Plaintiffs argue the trial court erred in granting summary judgment to Defendants on the grounds that their lawsuit was an impermissible collateral attack on an otherwise valid judgment. Summary judgment has been described by this Court as a "drastic remedy," the purpose of which is to "save time and money for litigants in those instances where there is no dispute as to any material fact." Leake , 93 N.C. App. at 201, 377 S.E.2d at 286 (citing Dendy v. Watkins , 288 N.C. 447, 219 S.E.2d 214 (1975) ). On appeal, "we review summary judgments to determine if there was a genuine issue as to any material fact and whether the movant is entitled to judgment as a matter of law." MacFadden v. Louf , 182 N.C. App. 745, 746, 643 S.E.2d 432, 433 (2007). The standard of review for summary judgment is de novo . Builders Mut. Ins. Co. v. North Main Constr., Ltd. , 361 N.C. 85, 88, 637 S.E.2d 528, 530 (2006).
A collateral attack "is one in which a plaintiff is not entitled to the relief demanded in the complaint unless the judgment in another action is adjudicated invalid." Thrasher v. Thrasher , 4 N.C. App. 534, 540, 167 S.E.2d 549, 553 (1969) (quotation marks and citation omitted); see also Regional Acceptance Corp. v. Old Republic Surety Co. , 156 N.C. App. 680, 682, 577 S.E.2d 391, 392 (2003) .
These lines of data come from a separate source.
use crate::tracker::domain::{parse_date, SaleRecord, UNKNOWN};
use serde_json::Value;
use std::collections::BTreeMap;
use std::io::Read;

/// Columns every sales payload must carry. Descriptive columns are optional
/// and default to [`UNKNOWN`].
pub const REQUIRED_COLUMNS: [&str; 5] =
    ["credit_account", "material", "sale_date", "volume", "value"];

#[derive(Debug, thiserror::Error)]
pub enum InputError {
    #[error("required column `{0}` is missing from the sales payload")]
    MissingColumn(&'static str),
    #[error("row {row}: credit_account is empty")]
    EmptyAccount { row: usize },
    #[error("row {row}: unparseable sale date `{value}`")]
    UnparseableDate { row: usize, value: String },
    #[error("row {row}: column `{column}` holds non-numeric value `{value}`")]
    NonNumeric {
        row: usize,
        column: &'static str,
        value: String,
    },
    #[error("unable to read sales payload: {0}")]
    Csv(#[from] csv::Error),
}

/// Raw tabular sales payload prior to canonicalization. Cell values keep
/// whatever scalar type the source carried; [`SalesPayload::normalize`]
/// coerces them.
#[derive(Debug, Clone, Default)]
pub struct SalesPayload {
    columns: Vec<String>,
    rows: Vec<BTreeMap<String, Value>>,
}

impl SalesPayload {
    pub fn from_csv_reader<R: Read>(reader: R) -> Result<Self, InputError> {
        let mut csv_reader = csv::ReaderBuilder::new()
            .trim(csv::Trim::All)
            .from_reader(reader);

        let columns: Vec<String> = csv_reader
            .headers()?
            .iter()
            .map(|header| header.to_string())
            .collect();

        let mut rows = Vec::new();
        for record in csv_reader.records() {
            let record = record?;
            let mut row = BTreeMap::new();
            for (column, cell) in columns.iter().zip(record.iter()) {
                row.insert(column.clone(), Value::String(cell.to_string()));
            }
            rows.push(row);
        }

        Ok(Self { columns, rows })
    }

    pub fn from_json_rows(rows: Vec<serde_json::Map<String, Value>>) -> Self {
        let mut columns: Vec<String> = Vec::new();
        for row in &rows {
            for key in row.keys() {
                if !columns.iter().any(|column| column == key) {
                    columns.push(key.clone());
                }
            }
        }

        let rows = rows
            .into_iter()
            .map(|row| row.into_iter().collect())
            .collect();

        Self { columns, rows }
    }

    /// Re-wraps already-canonical records. Normalizing the result is the
    /// identity.
    pub fn from_records(records: &[SaleRecord]) -> Self {
        let columns = [
            "credit_account",
            "material",
            "sale_date",
            "volume",
            "value",
            "state_name",
            "so_name",
            "region",
            "customer_name",
        ]
        .iter()
        .map(|column| column.to_string())
        .collect();

        let rows = records
            .iter()
            .map(|record| {
                let mut row = BTreeMap::new();
                row.insert(
                    "credit_account".to_string(),
                    Value::String(record.account.clone()),
                );
                row.insert("material".to_string(), Value::String(record.material.clone()));
                row.insert(
                    "sale_date".to_string(),
                    Value::String(record.sale_date.format("%Y-%m-%d").to_string()),
                );
                row.insert("volume".to_string(), json_number(record.volume));
                row.insert("value".to_string(), json_number(record.value));
                row.insert("state_name".to_string(), Value::String(record.state.clone()));
                row.insert(
                    "so_name".to_string(),
                    Value::String(record.sales_officer.clone()),
                );
                row.insert("region".to_string(), Value::String(record.region.clone()));
                row.insert(
                    "customer_name".to_string(),
                    Value::String(record.customer_name.clone()),
                );
                row
            })
            .collect();

        Self { columns, rows }
    }

    /// Canonicalizes the payload into [`SaleRecord`]s: unifies column
    /// aliases, coerces dates and numerics, fills descriptive gaps with
    /// [`UNKNOWN`]. Extra columns are dropped.
    pub fn normalize(self) -> Result<Vec<SaleRecord>, InputError> {
        if self.rows.is_empty() {
            return Ok(Vec::new());
        }

        for required in REQUIRED_COLUMNS {
            if !self.columns.iter().any(|column| column == required) {
                return Err(InputError::MissingColumn(required));
            }
        }

        let mut records = Vec::with_capacity(self.rows.len());
        for (index, row) in self.rows.iter().enumerate() {
            let row_number = index + 1;

            let account = row
                .get("credit_account")
                .and_then(scalar_key)
                .ok_or(InputError::EmptyAccount { row: row_number })?;

            let material = row
                .get("material")
                .and_then(scalar_key)
                .unwrap_or_else(|| UNKNOWN.to_string());

            let raw_date = text_cell(row, "sale_date").unwrap_or_default();
            let sale_date =
                parse_date(&raw_date).ok_or_else(|| InputError::UnparseableDate {
                    row: row_number,
                    value: raw_date.clone(),
                })?;

            let volume = numeric_cell(row, "volume", row_number)?;
            let value = numeric_cell(row, "value", row_number)?;

            let state = descriptive_cell(row, &["state_name"]);
            let sales_officer = descriptive_cell(row, &["so_name", "area_head_name"]);
            let region = descriptive_cell(row, &["region", "region_name"]);
            let customer_name = descriptive_cell(row, &["customer_name"]);

            records.push(SaleRecord {
                account,
                material,
                sale_date,
                volume,
                value,
                state,
                sales_officer,
                region,
                customer_name,
            });
        }

        Ok(records)
    }
}

fn json_number(value: f64) -> Value {
    serde_json::Number::from_f64(value)
        .map(Value::Number)
        .unwrap_or(Value::Null)
}

/// Coerces a scalar cell into a stable string key. Digit strings pass
/// through untouched; integral JSON numbers render without an exponent or a
/// trailing fraction.
pub(crate) fn scalar_key(value: &Value) -> Option<String> {
    match value {
        Value::String(text) => {
            let trimmed = text.trim();
            if trimmed.is_empty() {
                None
            } else {
                Some(trimmed.to_string())
            }
        }
        Value::Number(number) => {
            if let Some(int) = number.as_i64() {
                Some(int.to_string())
            } else if let Some(unsigned) = number.as_u64() {
                Some(unsigned.to_string())
            } else {
                number.as_f64().map(|float| {
                    if float.fract() == 0.0 && float.is_finite() {
                        format!("{}", float as i64)
                    } else {
                        format!("{}", float)
                    }
                })
            }
        }
        _ => None,
    }
}

fn text_cell(row: &BTreeMap<String, Value>, column: &str) -> Option<String> {
    match row.get(column) {
        Some(Value::String(text)) if !text.trim().is_empty() => Some(text.trim().to_string()),
        Some(Value::Number(number)) => Some(number.to_string()),
        _ => None,
    }
}

fn descriptive_cell(row: &BTreeMap<String, Value>, columns: &[&str]) -> String {
    columns
        .iter()
        .find_map(|column| text_cell(row, column))
        .unwrap_or_else(|| UNKNOWN.to_string())
}

fn numeric_cell(
    row: &BTreeMap<String, Value>,
    column: &'static str,
    row_number: usize,
) -> Result<f64, InputError> {
    match row.get(column) {
        None | Some(Value::Null) => Ok(0.0),
        Some(Value::Number(number)) => Ok(number.as_f64().unwrap_or(0.0)),
        Some(Value::String(text)) => {
            let trimmed = text.trim();
            if trimmed.is_empty() {
                return Ok(0.0);
            }
            trimmed.parse::<f64>().map_err(|_| InputError::NonNumeric {
                row: row_number,
                column,
                value: trimmed.to_string(),
            })
        }
        Some(other) => Err(InputError::NonNumeric {
            row: row_number,
            column,
            value: other.to_string(),
        }),
    }
}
We find the present lawsuit, to the extent that Plaintiffs seek relief pursuant to the North Carolina Uniform Declaratory Judgments Act, N.C. Gen. Stat. § 1-253 et seq ("UDJA"), to be an impermissible collateral attack. In the foreclosure by power of sale proceeding, the Clerk "entered an order authorizing [Bank of America] to foreclose on [the Property] pursuant to N.C. Gen. Stat. § 45-21.16." Foreclosure of Reed , 2014 WL 1464183, at *1, 2014 N.C. App. LEXIS 381, at *2. Plaintiffs appealed to the trial court and, after the trial court denied Plaintiffs’ appeal, this Court held "the trial court did not err in ordering [Bank of America] to proceed with the foreclosure pursuant to N.C. Gen. Stat. § 45-21.16 [.]" Id. at *4, 2014 N.C. App. LEXIS 381 at *10.
The UDJA is a statutory scheme wholly separate from the statutory procedure for foreclosure by power of sale provided by N.C.G.S. § 45-21.16 et seq ,...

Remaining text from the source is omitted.